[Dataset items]
== Segment start ==
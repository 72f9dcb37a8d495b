use opencv::core::Rect;
use opencv::core::Scalar;
use opencv::core::Size;
use opencv::core::Vector;

use opencv::core::CV_32F;
use opencv::dnn;
use opencv::dnn::blob_from_image;
use opencv::dnn::nms_boxes;

use opencv::dnn::Net;
use opencv::dnn::DNN_BACKEND_CUDA;
use opencv::dnn::DNN_BACKEND_OPENCV;

use opencv::dnn::DNN_TARGET_CPU;
use opencv::dnn::DNN_TARGET_CUDA;

use opencv::prelude::Mat;

use opencv::prelude::MatTraitConst;
use opencv::prelude::MatTraitConstManual;

use opencv::prelude::NetTrait;
use opencv::prelude::NetTraitConst;
use plate_common::config::ScanConfig;
use plate_common::metrics;
use plate_common::Error;
use rusted_pipe::channels::read_channel::InputGenerator;
use rusted_pipe::channels::typed_read_channel::ReadChannel1;
use rusted_pipe::channels::typed_write_channel::WriteChannel1;
use rusted_pipe::graph::processor::Processor;
use rusted_pipe::graph::processor::ProcessorWriter;
use rusted_pipe::RustedPipeError;
use tracing::{debug, error, warn};

#[derive(Debug, Clone, Copy, PartialEq)]
pub struct Detection {
    pub bbox: Rect,
    pub confidence: f32,
}

/// Decodes a YOLOv8 head laid out as `[1, 4 + classes, anchors]`.
///
/// Box coordinates are in network input pixels and get scaled back to the frame
/// with `x_factor` / `y_factor`. The confidence is the best class score.
pub fn decode_yolov8(
    output: &[f32],
    num_classes: usize,
    score_threshold: f32,
    x_factor: f32,
    y_factor: f32,
) -> Vec<Detection> {
    let attributes = 4 + num_classes;
    if output.is_empty() || output.len() % attributes != 0 {
        warn!(
            len = output.len(),
            attributes, "detector output does not match the class count"
        );
        return Vec::new();
    }
    let anchors = output.len() / attributes;
    let at = |attribute: usize, anchor: usize| output[attribute * anchors + anchor];

    let mut detections = Vec::new();
    for anchor in 0..anchors {
        let confidence = (4..attributes)
            .map(|attribute| at(attribute, anchor))
            .fold(f32::MIN, f32::max);
        if confidence < score_threshold {
            continue;
        }

        let cx = at(0, anchor);
        let cy = at(1, anchor);
        let w = at(2, anchor);
        let h = at(3, anchor);
        let left = (cx - 0.5 * w) * x_factor;
        let top = (cy - 0.5 * h) * y_factor;
        detections.push(Detection {
            bbox: Rect::new(
                left.round() as i32,
                top.round() as i32,
                (w * x_factor).round() as i32,
                (h * y_factor).round() as i32,
            ),
            confidence,
        });
    }
    detections
}

/// Non-maximum suppression: of boxes overlapping by more than
/// `nms_threshold` IoU only the most confident survives. Survivors come back
/// in descending confidence.
pub fn suppress_overlaps(
    candidates: Vec<Detection>,
    score_threshold: f32,
    nms_threshold: f32,
) -> opencv::Result<Vec<Detection>> {
    let boxes: Vector<Rect> = candidates.iter().map(|d| d.bbox).collect();
    let confidences: Vector<f32> = candidates.iter().map(|d| d.confidence).collect();

    let mut indices = Vector::<i32>::default();
    nms_boxes(
        &boxes,
        &confidences,
        score_threshold,
        nms_threshold,
        &mut indices,
        1.0,
        0,
    )?;

    Ok(indices
        .iter()
        .filter_map(|i| candidates.get(i as usize).copied())
        .collect())
}

/// Keeps detections that are confident and large enough to hold a readable
/// plate, clamped to the frame.
#[derive(Debug, Clone, Copy)]
pub struct RegionFilter {
    pub min_confidence: f32,
    pub min_width: i32,
    pub min_height: i32,
}

impl RegionFilter {
    pub fn from_config(config: &ScanConfig) -> Self {
        Self {
            min_confidence: config.min_confidence,
            min_width: config.min_width,
            min_height: config.min_height,
        }
    }

    pub fn apply(&self, detection: &Detection, frame: Size) -> Option<Rect> {
        if detection.confidence < self.min_confidence {
            return None;
        }
        let bbox = detection.bbox;
        let x1 = bbox.x.max(0);
        let y1 = bbox.y.max(0);
        let x2 = (bbox.x + bbox.width).min(frame.width);
        let y2 = (bbox.y + bbox.height).min(frame.height);
        let (width, height) = (x2 - x1, y2 - y1);

        if width <= 0 || height <= 0 || width < self.min_width || height < self.min_height {
            return None;
        }
        Some(Rect::new(x1, y1, width, height))
    }
}

pub struct ObjectDetector {
    classifier: Net,
    input_size: i32,
    num_classes: usize,
    score_threshold: f32,
    nms_threshold: f32,
    filter: RegionFilter,
}

impl ObjectDetector {
    pub fn from_config(config: &ScanConfig) -> plate_common::Result<Self> {
        let model = config.model_path.to_str().ok_or_else(|| {
            Error::Detection(format!("non UTF-8 model path {}", config.model_path.display()))
        })?;
        let mut classifier = dnn::read_net_from_onnx(model)
            .map_err(|e| Error::Detection(format!("cannot load {model}: {e}")))?;

        let (backend, target) = if config.use_gpu {
            (DNN_BACKEND_CUDA, DNN_TARGET_CUDA)
        } else {
            (DNN_BACKEND_OPENCV, DNN_TARGET_CPU)
        };
        classifier
            .set_preferable_backend(backend)
            .map_err(|e| Error::Detection(e.to_string()))?;
        classifier
            .set_preferable_target(target)
            .map_err(|e| Error::Detection(e.to_string()))?;

        Ok(ObjectDetector {
            classifier,
            input_size: config.input_size,
            num_classes: config.num_classes,
            score_threshold: config.score_threshold,
            nms_threshold: config.nms_threshold,
            filter: RegionFilter::from_config(config),
        })
    }

    fn detect(&mut self, image: &Mat) -> opencv::Result<Vec<Detection>> {
        let mut blob = blob_from_image(
            &image,
            1.0 / 255.0,
            Size::new(self.input_size, self.input_size),
            Scalar::default(),
            true,
            false,
            CV_32F,
        )?;

        self.classifier
            .set_input(&mut blob, "", 1.0, Scalar::default())?;

        let output_names = self.classifier.get_unconnected_out_layers_names()?;
        let mut output_values = Vector::<Mat>::default();
        self.classifier.forward(&mut output_values, &output_names)?;

        let x_factor = image.cols() as f32 / self.input_size as f32;
        let y_factor = image.rows() as f32 / self.input_size as f32;

        let mut candidates = Vec::new();
        for data in &output_values {
            candidates.extend(decode_yolov8(
                data.data_typed::<f32>()?,
                self.num_classes,
                self.score_threshold,
                x_factor,
                y_factor,
            ));
        }
        suppress_overlaps(candidates, self.score_threshold, self.nms_threshold)
    }
}

unsafe impl Send for ObjectDetector {}
unsafe impl Sync for ObjectDetector {}

impl Processor for ObjectDetector {
    type OUTPUT = WriteChannel1<Vector<Rect>>;
    type INPUT = ReadChannel1<Mat>;
    fn handle(
        &mut self,
        input: <Self::INPUT as InputGenerator>::INPUT,
        mut output: ProcessorWriter<Self::OUTPUT>,
    ) -> Result<(), RustedPipeError> {
        let Some(image_packet) = input.c1() else {
            warn!("object detection woke up without a frame");
            return Ok(());
        };

        let image = &image_packet.data;
        let frame_size = Size::new(image.cols(), image.rows());

        // A (possibly empty) region list goes out for every frame so that the
        // OCR node never waits on a missing timestamp.
        let regions: Vector<Rect> = match self.detect(image) {
            Ok(detections) => detections
                .iter()
                .filter_map(|detection| self.filter.apply(detection, frame_size))
                .collect(),
            Err(e) => {
                error!(error = %e, "detection failed");
                Vector::new()
            }
        };
        metrics::REGIONS_DETECTED.inc_by(regions.len() as u64);
        debug!(
            ts = %image_packet.version.timestamp_ns,
            regions = regions.len(),
            "object detection"
        );

        if let Err(e) = output.writer.c1().write(regions, &image_packet.version) {
            error!(error = ?e, "cannot forward regions");
        }
        Ok(())
    }
}
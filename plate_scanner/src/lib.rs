pub mod pipeline;
pub mod plate_detection;
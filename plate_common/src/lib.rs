//! Shared pieces of the plate watch tools: configuration, plate text rules,
//! result files and artifact upload.

pub mod config;
pub mod error;
pub mod metrics;
pub mod plate_format;
pub mod plate_registry;
pub mod results;
pub mod uploader;

pub use config::Config;
pub use error::{Error, Result};
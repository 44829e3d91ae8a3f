pub mod prompt;

use chrono::{DateTime, Utc};
use log::{debug, error, info};
use studentfit_client::{models, Client, GenerationRequest, Token};
use studentfit_model::{Estimate, EstimationMode, UserProfile};

use crate::prompt::{build_prompt, Preferences};

#[derive(Debug, thiserror::Error)]
pub enum Error {
    #[error("please provide a Hugging Face access token")]
    MissingToken,
    #[error("unsupported model: {0}")]
    UnsupportedModel(String),
    #[error(transparent)]
    Estimation(#[from] studentfit_model::Error),
    #[error(transparent)]
    Generation(#[from] studentfit_client::Error),
}

fn default_model() -> String {
    models::DEFAULT_MODEL.to_owned()
}

#[derive(Debug, Clone, PartialEq, serde::Serialize, serde::Deserialize)]
pub struct PlanRequest {
    pub profile: UserProfile,
    #[serde(default)]
    pub mode: EstimationMode,
    #[serde(default)]
    pub include_bmi: bool,
    #[serde(default)]
    pub preferences: Preferences,
    #[serde(default = "default_model")]
    pub model: String,
}

impl PlanRequest {
    pub fn new(profile: UserProfile) -> Self {
        Self {
            profile,
            mode: EstimationMode::default(),
            include_bmi: false,
            preferences: Preferences::default(),
            model: default_model(),
        }
    }

    pub fn estimate(&self) -> Result<Estimate, Error> {
        Ok(studentfit_model::estimate(
            &self.profile,
            self.mode,
            self.include_bmi,
        )?)
    }
}

#[derive(Debug, Clone, PartialEq, serde::Serialize)]
pub struct Plan {
    pub estimate: Estimate,
    pub model: String,
    pub text: String,
    pub generated_at: DateTime<Utc>,
}

pub struct Planner {
    client: Box<dyn Client>,
}

impl Planner {
    pub fn new(client: Box<dyn Client>) -> Self {
        Self { client }
    }

    /// Estimates the calorie target, builds the prompt and asks the model for
    /// a plan. The token is used for this call only.
    pub async fn generate_plan(
        &self,
        token: Option<&Token>,
        request: &PlanRequest,
    ) -> Result<Plan, Error> {
        let Some(token) = token else {
            return Err(Error::MissingToken);
        };
        if !models::is_supported(&request.model) {
            return Err(Error::UnsupportedModel(request.model.clone()));
        }

        let estimate = request.estimate()?;
        info!(
            "Requesting plan for {} kcal ({} mode) from {}",
            estimate.calorie_target, estimate.mode, request.model
        );

        let prompt = build_prompt(
            estimate.calorie_target,
            &request.preferences,
            request.profile.goal,
        );
        debug!("Prompt: {}", prompt);

        let text = match self
            .client
            .generate(token, &GenerationRequest::new(&request.model, prompt))
            .await
        {
            Ok(text) => text,
            Err(e) => {
                error!("Failed to generate plan: {}", e);
                return Err(e.into());
            }
        };
        info!("Plan generated, {} characters", text.len());

        Ok(Plan {
            estimate,
            model: request.model.clone(),
            text,
            generated_at: Utc::now(),
        })
    }
}
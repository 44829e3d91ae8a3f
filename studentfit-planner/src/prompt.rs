use std::str::FromStr;

use itertools::Itertools;
use studentfit_model::{profile::parse_selector, Goal};

pub const DEFAULT_CUISINE: &str = "Global";
pub const DEFAULT_EQUIPMENT: &str = "No gym";

#[derive(
    Debug,
    Clone,
    Copy,
    Default,
    PartialEq,
    Eq,
    strum::Display,
    strum::EnumIter,
    serde_with::SerializeDisplay,
    serde_with::DeserializeFromStr,
)]
pub enum Budget {
    #[default]
    #[strum(to_string = "Student/Low")]
    StudentLow,
    #[strum(to_string = "Moderate")]
    Moderate,
    #[strum(to_string = "High")]
    High,
}

impl FromStr for Budget {
    type Err = studentfit_model::Error;

    fn from_str(s: &str) -> Result<Self, Self::Err> {
        parse_selector("budget", s)
    }
}

#[derive(Debug, Clone, PartialEq, serde::Serialize, serde::Deserialize)]
#[serde(default)]
pub struct Preferences {
    pub budget: Budget,
    pub cuisine: String,
    pub equipment: String,
    pub allergies: Vec<String>,
}

impl Default for Preferences {
    fn default() -> Self {
        Self {
            budget: Budget::default(),
            cuisine: DEFAULT_CUISINE.to_owned(),
            equipment: DEFAULT_EQUIPMENT.to_owned(),
            allergies: Vec::new(),
        }
    }
}

fn or_default<'a>(value: &'a str, default: &'a str) -> &'a str {
    let value = value.trim();
    if value.is_empty() {
        default
    } else {
        value
    }
}

/// Builds an instruction-formatted prompt asking for a one-day meal and
/// workout plan.
pub fn build_prompt(calorie_target: i64, preferences: &Preferences, goal: Option<Goal>) -> String {
    let cuisine = or_default(&preferences.cuisine, DEFAULT_CUISINE);
    let equipment = or_default(&preferences.equipment, DEFAULT_EQUIPMENT);

    let mut profile_lines = vec![
        format!("- Calorie Goal: {} kcal", calorie_target),
        format!("- Budget: {}", preferences.budget),
        format!("- Cultural Preference: {}", cuisine),
        format!("- Equipment: {}", equipment),
    ];
    if let Some(goal) = goal {
        profile_lines.push(format!("- Goal: {}", goal));
    }
    let allergies = preferences
        .allergies
        .iter()
        .map(|a| a.trim())
        .filter(|a| !a.is_empty())
        .join(", ");
    if !allergies.is_empty() {
        profile_lines.push(format!("- Allergies (never use these ingredients): {}", allergies));
    }

    format!(
        "<s>[INST] You are a budget-conscious student health coach.
Create a 1-day plan for a student with:
{profile}

Structure your response as follows:
### 🍽️ Budget {cuisine} Meal Plan
(List Breakfast, Lunch, and Dinner with cheap ingredients)

### 🏃 Workout ({equipment})
(List 4-5 exercises)

### 💡 Student Hack
(One tip for dorm life)
[/INST]",
        profile = profile_lines.join("\n"),
        cuisine = cuisine,
        equipment = equipment,
    )
}

#[cfg(test)]
mod tests {
    use super::*;

    #[test]
    fn prompt_contains_profile_lines() {
        let prompt = build_prompt(2039, &Preferences::default(), None);

        assert!(prompt.starts_with("<s>[INST]"));
        assert!(prompt.ends_with("[/INST]"));
        assert!(prompt.contains("- Calorie Goal: 2039 kcal"));
        assert!(prompt.contains("- Budget: Student/Low"));
        assert!(prompt.contains("- Cultural Preference: Global"));
        assert!(prompt.contains("### 🏃 Workout (No gym)"));
        assert!(!prompt.contains("Goal: Fat"));
        assert!(!prompt.contains("Allergies"));
    }

    #[test]
    fn prompt_includes_goal_and_allergies() {
        let preferences = Preferences {
            budget: Budget::Moderate,
            cuisine: "Nigerian".to_owned(),
            equipment: "Dumbbells".to_owned(),
            allergies: vec!["peanuts".to_owned(), " ".to_owned(), " shellfish".to_owned()],
        };
        let prompt = build_prompt(1638, &preferences, Some(Goal::FatLoss));

        assert!(prompt.contains("- Goal: Fat Loss"));
        assert!(prompt.contains("- Allergies (never use these ingredients): peanuts, shellfish"));
        assert!(prompt.contains("### 🍽️ Budget Nigerian Meal Plan"));
        assert!(prompt.contains("- Budget: Moderate"));
    }

    #[test]
    fn blank_preferences_fall_back_to_defaults() {
        let preferences = Preferences {
            cuisine: "  ".to_owned(),
            equipment: String::new(),
            ..Preferences::default()
        };
        let prompt = build_prompt(2000, &preferences, None);

        assert!(prompt.contains("- Cultural Preference: Global"));
        assert!(prompt.contains("- Equipment: No gym"));
    }

    #[test]
    fn budget_parses_form_labels() {
        assert_eq!("Student/Low".parse::<Budget>(), Ok(Budget::StudentLow));
        assert_eq!("student-low".parse::<Budget>(), Ok(Budget::StudentLow));
        assert_eq!("HIGH".parse::<Budget>(), Ok(Budget::High));
        assert!("luxury".parse::<Budget>().is_err());
    }

    #[test]
    fn preferences_deserialize_with_defaults() {
        let preferences: Preferences =
            serde_json::from_str(r#"{"budget":"Moderate","allergies":["gluten"]}"#).unwrap();
        assert_eq!(preferences.budget, Budget::Moderate);
        assert_eq!(preferences.cuisine, DEFAULT_CUISINE);
        assert_eq!(preferences.allergies, vec!["gluten".to_owned()]);
    }
}
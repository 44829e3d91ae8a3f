mod client;
pub mod models;

pub use client::*;
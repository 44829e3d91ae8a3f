use studentfit_client::{Error as ClientError, MockClient, Token};
use studentfit_model::{ActivityLevel, EstimationMode, Goal, Sex, UserProfile};
use studentfit_planner::{
    prompt::{Budget, Preferences},
    Error, PlanRequest, Planner,
};

fn token() -> Token {
    Token::new("hf_test").unwrap()
}

fn request() -> PlanRequest {
    PlanRequest::new(UserProfile::new(
        70.0,
        175.0,
        20,
        Sex::Male,
        ActivityLevel::Sedentary,
    ))
}

#[tokio::test]
async fn plan_uses_activity_target_in_prompt() {
    let mut client = MockClient::new();
    client
        .expect_generate()
        .withf(|token, request| {
            token == &Token::new("hf_test").unwrap()
                && request.model == "mistralai/Mistral-7B-Instruct-v0.3"
                && request.prompt.contains("- Calorie Goal: 2039 kcal")
                && request.prompt.contains("- Budget: Student/Low")
                && request.parameters.max_new_tokens == 800
        })
        .times(1)
        .returning(|_, _| Ok("### Meal Plan\nRice".to_owned()));

    let planner = Planner::new(Box::new(client));
    let plan = planner
        .generate_plan(Some(&token()), &request())
        .await
        .unwrap();

    assert_eq!(plan.estimate.calorie_target, 2039);
    assert_eq!(plan.estimate.bmr, 1698.75);
    assert_eq!(plan.text, "### Meal Plan\nRice");
    assert_eq!(plan.model, "mistralai/Mistral-7B-Instruct-v0.3");
}

#[tokio::test]
async fn legacy_goal_mode_prompt() {
    let mut client = MockClient::new();
    client
        .expect_generate()
        .withf(|_, request| {
            request.model == "HuggingFaceH4/zephyr-7b-beta"
                && request.prompt.contains("- Calorie Goal: 1638 kcal")
                && request.prompt.contains("- Goal: Fat Loss")
                && request.prompt.contains("- Cultural Preference: Indian")
                && request.prompt.contains("peanuts")
        })
        .times(1)
        .returning(|_, _| Ok("plan".to_owned()));

    let mut request = request();
    request.profile = request.profile.with_goal(Goal::FatLoss);
    request.mode = EstimationMode::LegacyGoal;
    request.include_bmi = true;
    request.model = "HuggingFaceH4/zephyr-7b-beta".to_owned();
    request.preferences = Preferences {
        budget: Budget::High,
        cuisine: "Indian".to_owned(),
        allergies: vec!["peanuts".to_owned()],
        ..Preferences::default()
    };

    let planner = Planner::new(Box::new(client));
    let plan = planner
        .generate_plan(Some(&token()), &request)
        .await
        .unwrap();

    assert_eq!(plan.estimate.calorie_target, 1638);
    assert_eq!(plan.estimate.bmi, Some(22.86));
}

#[tokio::test]
async fn missing_token_never_calls_client() {
    let mut client = MockClient::new();
    client.expect_generate().never();

    let planner = Planner::new(Box::new(client));
    let result = planner.generate_plan(None, &request()).await;

    assert!(matches!(result, Err(Error::MissingToken)));
}

#[tokio::test]
async fn unsupported_model_is_rejected() {
    let mut client = MockClient::new();
    client.expect_generate().never();

    let mut request = request();
    request.model = "gpt2".to_owned();

    let planner = Planner::new(Box::new(client));
    let result = planner.generate_plan(Some(&token()), &request).await;

    assert!(matches!(result, Err(Error::UnsupportedModel(model)) if model == "gpt2"));
}

#[tokio::test]
async fn estimation_errors_propagate() {
    let mut client = MockClient::new();
    client.expect_generate().never();

    let mut request = request();
    request.profile.height_cm = 0.0;
    request.include_bmi = true;

    let planner = Planner::new(Box::new(client));
    let result = planner.generate_plan(Some(&token()), &request).await;

    assert!(matches!(
        result,
        Err(Error::Estimation(studentfit_model::Error::DivisionByZero))
    ));
}

#[tokio::test]
async fn client_errors_propagate() {
    let mut client = MockClient::new();
    client.expect_generate().times(1).returning(|_, _| {
        Err(ClientError::ModelLoading {
            estimated_time: None,
        })
    });

    let planner = Planner::new(Box::new(client));
    let result = planner.generate_plan(Some(&token()), &request()).await;

    let error = result.unwrap_err();
    assert!(matches!(
        error,
        Error::Generation(ClientError::ModelLoading { .. })
    ));
    assert_eq!(
        error.to_string(),
        "the model might be loading, try again in 30 seconds"
    );
}

#[test]
fn plan_request_deserializes_with_defaults() {
    let request: PlanRequest = serde_json::from_str(
        r#"{"profile":{"weight_kg":70,"height_cm":175,"age_years":20,"sex":"male","activity_level":"Sedentary"}}"#,
    )
    .unwrap();

    assert_eq!(request.mode, EstimationMode::Activity);
    assert_eq!(request.model, "mistralai/Mistral-7B-Instruct-v0.3");
    assert_eq!(request.preferences, Preferences::default());
}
== Segment end ==
● WORK INSTRUCTIONS
Extract the lines above, from the first one through the one containing "use opencv::prelude::Mat;", and return only those, unchanged.

● WORKED SOLUTION
repository 72f9dcb37a8d495b
use opencv::core::Rect;
use opencv::core::Scalar;
use opencv::core::Size;
use opencv::core::Vector;

use opencv::core::CV_32F;
use opencv::dnn;
use opencv::dnn::blob_from_image;
use opencv::dnn::nms_boxes;

use opencv::dnn::Net;
use opencv::dnn::DNN_BACKEND_CUDA;
use opencv::dnn::DNN_BACKEND_OPENCV;

use opencv::dnn::DNN_TARGET_CPU;
use opencv::dnn::DNN_TARGET_CUDA;

use opencv::prelude::Mat;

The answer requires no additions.